(Dataset entries)

..............................

impl RelationPredicate {
    /// Creates an acyclicity predicate.
    ///
    /// # Panics
    /// Panics unless `relation` is binary.
    pub fn acyclic(relation: Relation) -> Self {
        assert_eq!(relation.arity(), 2, "acyclic requires a binary relation");
        RelationPredicate::Acyclic { relation }
    }

    /// Creates a total-ordering predicate.
    ///
    /// # Panics
    /// Panics if `relation` is not binary or the other relations not unary.
    pub fn total_ordering(
        relation: Relation,
        ordered: Relation,
        first: Relation,
        last: Relation,
    ) -> Self {
        assert_eq!(relation.arity(), 2, "total ordering requires a binary relation");
        assert_eq!(ordered.arity(), 1, "ordered must be unary");
        assert_eq!(first.arity(), 1, "first must be unary");
        assert_eq!(last.arity(), 1, "last must be unary");
        RelationPredicate::TotalOrdering {
            relation,
            ordered,
            first,
            last,
        }
    }

    /// Creates a function predicate.
    ///
    /// # Panics
    /// Panics if `relation` is not binary or domain/range not unary.
    pub fn function(relation: Relation, domain: Expression, range: Expression) -> Self {
        assert_eq!(relation.arity(), 2, "function requires a binary relation");
        assert_eq!(domain.arity(), 1, "domain must be unary");
        assert_eq!(range.arity(), 1, "range must be unary");
        RelationPredicate::Function {
            relation,
            domain,
            range,
        }
    }

    /// The name of this predicate.
    pub fn name(&self) -> RelationPredicateName {
        match self {
            RelationPredicate::Acyclic { .. } => RelationPredicateName::Acyclic,
            RelationPredicate::TotalOrdering { .. } => RelationPredicateName::TotalOrdering,
            RelationPredicate::Function { .. } => RelationPredicateName::Function,
        }
    }

    /// The primary relation constrained by this predicate.
    pub fn relation(&self) -> &Relation {
        match self {
            RelationPredicate::Acyclic { relation } => relation,
            RelationPredicate::TotalOrdering { relation, .. } => relation,
            RelationPredicate::Function { relation, .. } => relation,
        }
    }

    /// Expands this predicate into the equivalent ordinary formula.
    pub fn to_constraints(&self) -> Formula {
        match self {
            RelationPredicate::Acyclic { relation } => {
                // no (^relation & iden)
                Expression::from(relation)
                    .closure()
                    .intersection(Expression::iden())
                    .no()
            }
            RelationPredicate::TotalOrdering {
                relation,
                ordered,
                first,
                last,
            } => {
                let f0 = Expression::from(first)
                    .one()
                    .and(Expression::from(last).one())
                    .and(Expression::from(last).in_set(Expression::from(ordered)));

                // ordered = first.*relation
                let f1 = Expression::from(ordered).equals(
                    Expression::from(first).join(Expression::from(relation).reflexive_closure()),
                );

                // nothing precedes first, nothing follows last
                let f2 = Expression::from(relation)
                    .join(Expression::from(first))
                    .no()
                    .and(Expression::from(last).join(Expression::from(relation)).no());

                // all e: ordered - last | one e.relation
                let e = Variable::unary(format!("ord_{}", relation.name()));
                let f3 = Formula::forall(
                    Decls::from(Decl::one_of(
                        e.clone(),
                        Expression::from(ordered).difference(Expression::from(last)),
                    )),
                    Expression::from(e).join(Expression::from(relation)).one(),
                );

                f0.and(f1).and(f2).and(f3)
            }
            RelationPredicate::Function {
                relation,
                domain,
                range,
            } => {
                // relation in domain->range && all x: domain | one x.relation
                let f0 = Expression::from(relation)
                    .in_set(domain.clone().product(range.clone()));

                let x = Variable::unary(format!("fun_{}", relation.name()));
                let f1 = Formula::forall(
                    Decls::from(Decl::one_of(x.clone(), domain.clone())),
                    Expression::from(x).join(Expression::from(relation)).one(),
                );

                f0.and(f1)
            }
        }
    }
}
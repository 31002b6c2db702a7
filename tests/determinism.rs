//! The same AST, bounds, and options must produce byte-identical CNF.

use relic::ast::{Decl, Decls, Expression, Formula, Relation, Variable};
use relic::bool::Options;
use relic::cnf;
use relic::fol2bool;
use relic::instance::{Bounds, Universe};

fn problem() -> (Formula, Bounds) {
    let universe = Universe::new(&["A", "B", "C"]).unwrap();
    let factory = universe.factory();
    let node = Relation::unary("Node");
    let edge = Relation::binary("edge");
    let mut bounds = Bounds::new(universe);
    bounds.bound(&node, factory.none(1), factory.all(1)).unwrap();
    bounds.bound(&edge, factory.none(2), factory.all(2)).unwrap();

    let n = Variable::unary("n");
    let connected = Formula::forall(
        Decls::from(Decl::one_of(n.clone(), Expression::from(&node))),
        Expression::from(&n).join(Expression::from(&edge)).some(),
    );
    let formula = connected
        .and(Expression::from(&edge).in_set(Expression::from(&node).product(Expression::from(&node))))
        .and(Expression::from(&node).some());
    (formula, bounds)
}

fn emit_once() -> Vec<Vec<i32>> {
    let (formula, bounds) = problem();
    let translation =
        fol2bool::translate(&formula, &bounds, &Options::default(), false, None).unwrap();
    cnf::emit(translation.factory(), translation.root()).clauses
}

#[test]
fn translation_is_deterministic() {
    let first = emit_once();
    let second = emit_once();
    assert!(!first.is_empty());
    assert_eq!(first, second);
}

#[test]
fn logging_does_not_change_the_cnf() {
    let (formula, bounds) = problem();
    let plain =
        fol2bool::translate(&formula, &bounds, &Options::default(), false, None).unwrap();
    let logged =
        fol2bool::translate(&formula, &bounds, &Options::default(), true, None).unwrap();
    assert_eq!(
        cnf::emit(plain.factory(), plain.root()).clauses,
        cnf::emit(logged.factory(), logged.root()).clauses
    );
}
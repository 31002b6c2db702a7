/*
 * Kodkod -- Copyright (c) 2005-present, Emina Torlak
 * Rust port -- Copyright (c) 2024
 *
 * Permission is hereby granted, free of charge, to any person obtaining a copy
 * of this software and associated documentation files (the "Software"), to deal
 * in the Software without restriction, including without limitation the rights
 * to use, copy, modify, merge, publish, distribute, sublicense, and/or sell
 * copies of the Software, and to permit persons to whom the Software is
 * furnished to do so, subject to the following conditions:
 *
 * The above copyright notice and this permission notice shall be included in
 * all copies or substantial portions of the Software.
 *
 * THE SOFTWARE IS PROVIDED "AS IS", WITHOUT WARRANTY OF ANY KIND, EXPRESS OR
 * IMPLIED, INCLUDING BUT NOT LIMITED TO THE WARRANTIES OF MERCHANTABILITY,
 * FITNESS FOR A PARTICULAR PURPOSE AND NONINFRINGEMENT. IN NO EVENT SHALL THE
 * AUTHORS OR COPYRIGHT HOLDERS BE LIABLE FOR ANY CLAIM, DAMAGES OR OTHER
 * LIABILITY, WHETHER IN AN ACTION OF CONTRACT, TORT OR OTHERWISE, ARISING FROM,
 * OUT OF OR IN CONNECTION WITH THE SOFTWARE OR THE USE OR OTHER DEALINGS IN
 * THE SOFTWARE.
 */

//! Proofs of unsatisfiability and high-level core extraction.
//!
//! A resolution proof wraps the prover that refuted the problem together
//! with the translation log. The high-level core is computed by walking
//! the log for literals whose variables appear in the refutation, pruning
//! to nodes structurally reachable from the formula, and keeping the
//! top-level conjuncts whose subtrees were touched. [`Proof::minimize`]
//! shrinks the core by re-running resolution under a reduction strategy.

use rustc_hash::FxHashSet;

use crate::ast::visitor::{Node, NodeId};
use crate::ast::Formula;
use crate::fol2bool::{TranslationLog, TranslationRecord};
use crate::sat::{ReductionStrategy, SatProver};
use crate::ucore::strategy_utils::{core_vars, root_literals_and_vars, subtree_ids};

/// A proof that a formula has no instance within its bounds.
pub struct Proof {
    log: TranslationLog,
    kind: ProofKind,
}

enum ProofKind {
    /// Refuted by the SAT prover; the prover retains the resolution trace.
    Resolution(Box<dyn SatProver>),
    /// The root circuit reduced to FALSE before any solving.
    Trivial,
}

impl Proof {
    /// A proof backed by a resolution trace. The prover must have
    /// completed an unsatisfiable solve of the CNF this log describes.
    pub fn resolution(prover: Box<dyn SatProver>, log: TranslationLog) -> Self {
        Self {
            log,
            kind: ProofKind::Resolution(prover),
        }
    }

    /// A proof for a translation whose root circuit was constant FALSE.
    pub fn trivial(log: TranslationLog) -> Self {
        Self {
            log,
            kind: ProofKind::Trivial,
        }
    }

    /// The translation log behind this proof.
    pub fn log(&self) -> &TranslationLog {
        &self.log
    }

    /// The log records that participate in the refutation: their node is
    /// structurally reachable from the formula and their literal's
    /// variable appears in the low-level core.
    pub fn core_records(&self) -> Vec<&TranslationRecord> {
        match &self.kind {
            ProofKind::Trivial => Vec::new(),
            ProofKind::Resolution(prover) => {
                let vars = core_vars(prover.proof());
                let connected = self.connected_core(&vars);
                self.log
                    .replay()
                    .filter(|r| {
                        vars.contains(&r.literal.unsigned_abs())
                            && connected.contains(&r.node.id())
                    })
                    .collect()
            }
        }
    }

    /// The high-level core: the top-level conjuncts of the original
    /// formula that participate in the refutation. Solving their
    /// conjunction under the original bounds is unsatisfiable.
    pub fn high_level_core(&self) -> Vec<Formula> {
        match &self.kind {
            ProofKind::Trivial => self.trivial_core(),
            ProofKind::Resolution(prover) => {
                let trace = prover.proof();
                let vars = core_vars(trace);
                let connected = self.connected_core(&vars);
                let roots_info = root_literals_and_vars(&self.log);

                self.log
                    .roots()
                    .iter()
                    .zip(roots_info)
                    .filter(|(root, (literal, _))| {
                        // still asserted in the (possibly reduced) trace
                        let asserted =
                            literal.is_some_and(|lit| trace.find_unit(lit).is_some());
                        asserted
                            && subtree_ids(root).iter().any(|id| connected.contains(id))
                    })
                    .map(|(root, _)| root.clone())
                    .collect()
            }
        }
    }

    /// Minimizes the core. For resolution proofs, re-runs resolution under
    /// `strategy`; a failed reduction never discards the last refutation.
    /// Trivial proofs are left as-is: their core is the constant-false
    /// conjunct set.
    pub fn minimize(&mut self, strategy: &mut dyn ReductionStrategy) {
        if let ProofKind::Resolution(prover) = &mut self.kind {
            prover.reduce(strategy);
        }
    }

    /// Nodes that contributed a core literal and are reachable from the
    /// formula roots through the AST child relation.
    fn connected_core(&self, vars: &FxHashSet<u32>) -> FxHashSet<NodeId> {
        let mut touched: FxHashSet<NodeId> = FxHashSet::default();
        for record in self.log.replay() {
            if vars.contains(&record.literal.unsigned_abs()) {
                touched.insert(record.node.id());
            }
        }
        let mut reachable: FxHashSet<NodeId> = FxHashSet::default();
        let mut stack: Vec<Node> = self
            .log
            .roots()
            .iter()
            .map(|r| Node::Formula(r.clone()))
            .collect();
        while let Some(node) = stack.pop() {
            if reachable.insert(node.id()) {
                stack.extend(node.children());
            }
        }
        touched.retain(|id| reachable.contains(id));
        touched
    }

    /// Core of a trivially false translation: the conjunct that collapsed
    /// to FALSE when one did, otherwise every conjunct that did not
    /// collapse to TRUE.
    fn trivial_core(&self) -> Vec<Formula> {
        if let Some(root) = self
            .log
            .roots()
            .iter()
            .find(|r| r.constant_value() == Some(false))
        {
            return vec![root.clone()];
        }
        let false_ids: FxHashSet<NodeId> = self
            .log
            .false_formulas()
            .iter()
            .map(|f| Node::Formula(f.clone()).id())
            .collect();
        let direct: Vec<Formula> = self
            .log
            .roots()
            .iter()
            .filter(|r| {
                subtree_ids(r)
                    .iter()
                    .any(|id| false_ids.contains(id))
            })
            .cloned()
            .collect();
        if !direct.is_empty() {
            return direct;
        }
        // the conjunction collapsed without any single conjunct being
        // false by itself
        let true_ids: FxHashSet<NodeId> = self
            .log
            .true_formulas()
            .iter()
            .map(|f| Node::Formula(f.clone()).id())
            .collect();
        self.log
            .roots()
            .iter()
            .filter(|r| !true_ids.contains(&Node::Formula((*r).clone()).id()))
            .cloned()
            .collect()
    }
}
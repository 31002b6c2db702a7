//! Translation cache for shared AST nodes.
//!
//! Only shared nodes are cached: an unshared node is translated exactly
//! once, so caching it buys nothing. The cache key pairs the node's
//! identity with a snapshot of the current bindings restricted to the
//! node's free variables -- a node with no free variables caches globally,
//! one with free variables caches per ground binding.

use rustc_hash::FxHashMap;

use crate::ast::visitor::{Node, NodeId};
use crate::bool::{BoolValue, BooleanMatrix, Int};

use super::annotated::AnnotatedNode;
use super::environment::Environment;

/// A cached translation result.
#[derive(Clone)]
pub enum Cached {
    /// A formula's circuit value.
    Formula(BoolValue),
    /// An expression's matrix.
    Expression(BooleanMatrix),
    /// An integer expression's bit vector.
    Int(Int),
}

type Key = (NodeId, Vec<(crate::ast::Variable, usize)>);

/// Cache from (shared node, free-variable binding) to translation.
pub struct TranslationCache {
    map: FxHashMap<Key, Cached>,
}

impl TranslationCache {
    /// An empty cache.
    pub fn new() -> Self {
        Self {
            map: FxHashMap::default(),
        }
    }

    fn key(annotated: &AnnotatedNode, node: &Node, env: &Environment) -> Option<Key> {
        let free = annotated.free_variables(node)?;
        Some((node.id(), env.snapshot_of(free)))
    }

    /// The cached translation of `node` under `env`, if any.
    pub fn lookup(
        &self,
        annotated: &AnnotatedNode,
        node: &Node,
        env: &Environment,
    ) -> Option<Cached> {
        let key = Self::key(annotated, node, env)?;
        self.map.get(&key).cloned()
    }

    /// Caches the translation of a shared `node` under `env`; does nothing
    /// for unshared nodes.
    pub fn record(
        &mut self,
        annotated: &AnnotatedNode,
        node: &Node,
        env: &Environment,
        value: Cached,
    ) {
        if let Some(key) = Self::key(annotated, node, env) {
            self.map.insert(key, value);
        }
    }

    /// Number of cached entries.
    pub fn len(&self) -> usize {
        self.map.len()
    }

    /// True if nothing has been cached.
    pub fn is_empty(&self) -> bool {
        self.map.is_empty()
    }
}

impl Default for TranslationCache {
    fn default() -> Self {
        Self::new()
    }
}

..............................

Copy down each line in the entries that has the word "replay".

                    .replay()
        for record in self.log.replay() {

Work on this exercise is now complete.